Author: taetaehoho

Compiled by: Deep Tide TechFlow

Do concepts like L1 premium, monetary value, xREV/TEV... really exist?

Special thanks to @smyyguy and @purplepill3m for reviewing and providing feedback on this article.

If you are not very familiar with REV, you can read this article by @jon_charb.

The following multiples are based on valuation data as of 12:00 PM (Eastern Time) on October 30, 2024.

L2 profit is its revenue (including base fees and priority fees) minus on-chain operating costs (such as L1 data calls, blobs, and verification costs). Data for Arbitrum, Optimism, Zksync, and Scroll are from the past twelve months, while Blast only has data for three quarters (which inflates its multiples compared to other projects). Data for ETH and Solana is also from the past twelve months.

A few points to note:

  1. REV and L2 revenue are comparable metrics. L2 revenue is the income before deducting operator costs (sorter costs), which is similar to REV.

  2. L2's DAO allocated a large number of tokens during the token generation event (TGE). A portion of L2's fully diluted valuation (FDV) can be attributed to governance value, which does not exist in L1 tokens. Therefore, we psychologically adjust the multiples for L2 upward but do not make this adjustment when discussing the observations.

Direct observation at what time:

  1. There is no significant 'L1 premium' in terms of fully diluted valuation (FDV), but most L2s are not fully circulating yet. However, there is indeed an 'L1 premium' in market cap comparisons. (The FDV/L2 revenue for Arbitrum and OP is approximately 100-250, while Ethereum and Solana's FDV/REV is around 118-140).

  2. The trading multiple of Optimism is significantly higher than other comparison projects. Investors seem to be optimistic about its collective expansion.

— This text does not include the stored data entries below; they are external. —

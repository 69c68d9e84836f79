//! Error handling for the pricing engine

use uuid::Uuid;

/// Engine error type
///
/// Every failure is returned to the caller as a typed value; the engine never
/// falls back to a default cost. `Unavailable` is a pass-through variant for
/// availability failures detected upstream - the engine itself never
/// constructs it.
#[derive(Debug, Clone, PartialEq, Eq, thiserror::Error)]
pub enum PricingError {
    /// The requested range touches a buffer day. Carries the minimum booking
    /// length in days for the caller's message template.
    #[error("the duration of this booking must be at least {minimum_days} days")]
    DurationTooShort { minimum_days: u32 },

    /// Malformed pricing configuration (zero block duration, zero divisor,
    /// inverted rule range, ...). Detected before any block is evaluated.
    #[error("invalid pricing configuration: {message}")]
    InvalidConfig { message: String },

    /// The request names a resource the product does not carry.
    #[error("unknown resource {0}")]
    UnknownResource(Uuid),

    /// The request names a person type the product does not carry.
    #[error("unknown person type {0}")]
    UnknownPersonType(Uuid),

    /// Availability failure forwarded from the calling layer, unchanged.
    #[error("slot unavailable: {0}")]
    Unavailable(String),
}

impl PricingError {
    pub fn invalid_config(message: impl Into<String>) -> Self {
        PricingError::InvalidConfig {
            message: message.into(),
        }
    }

    /// Machine-readable reason code for API error payloads.
    pub fn reason_code(&self) -> &'static str {
        match self {
            PricingError::DurationTooShort { .. } => "duration_too_short",
            PricingError::InvalidConfig { .. } => "invalid_config",
            PricingError::UnknownResource(_) => "unknown_resource",
            PricingError::UnknownPersonType(_) => "unknown_person_type",
            PricingError::Unavailable(_) => "unavailable",
        }
    }
}

pub type Result<T> = std::result::Result<T, PricingError>;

  1. Through collective profit sharing (i.e., 15% of sorter revenue and 2% of profits), the DAO has generated net profits exceeding OP's L2 revenue in the fourth quarter to date. From the total value accumulated in the treasury, the collective strategy has been successful. Considering that Base has contributed approximately $9 million to the collective treasury, it would be a good option to conduct large-scale revenue sharing grants in the future.

  2. Restricting block space is not related to increasing revenue. The median fee for Arbitrum during liquidation peaks is around $10, but its L2 profit is lower than Base.

  3. Token buyers have not priced in the growth of Scroll (the market cap is 3 times the L2 revenue).

  4. The L1 verification cost of ZKP has temporarily reduced the profitability of Zk rollups. Currently, we have not seen the cost savings from state differences being passed on to users.

Please refer to the spreadsheet for more details.

This raises several questions for me:

  1. Does a monetary premium genuinely exist? Or do L2s have the same valuation when on-chain activities are identical?

  2. Does ETH truly have a sovereign premium (SOV) compared to Solana? (Ethereum's REV is primarily concentrated in the first and second quarters of 2024; if we only compare the most recent quarters, is this premium apparent?)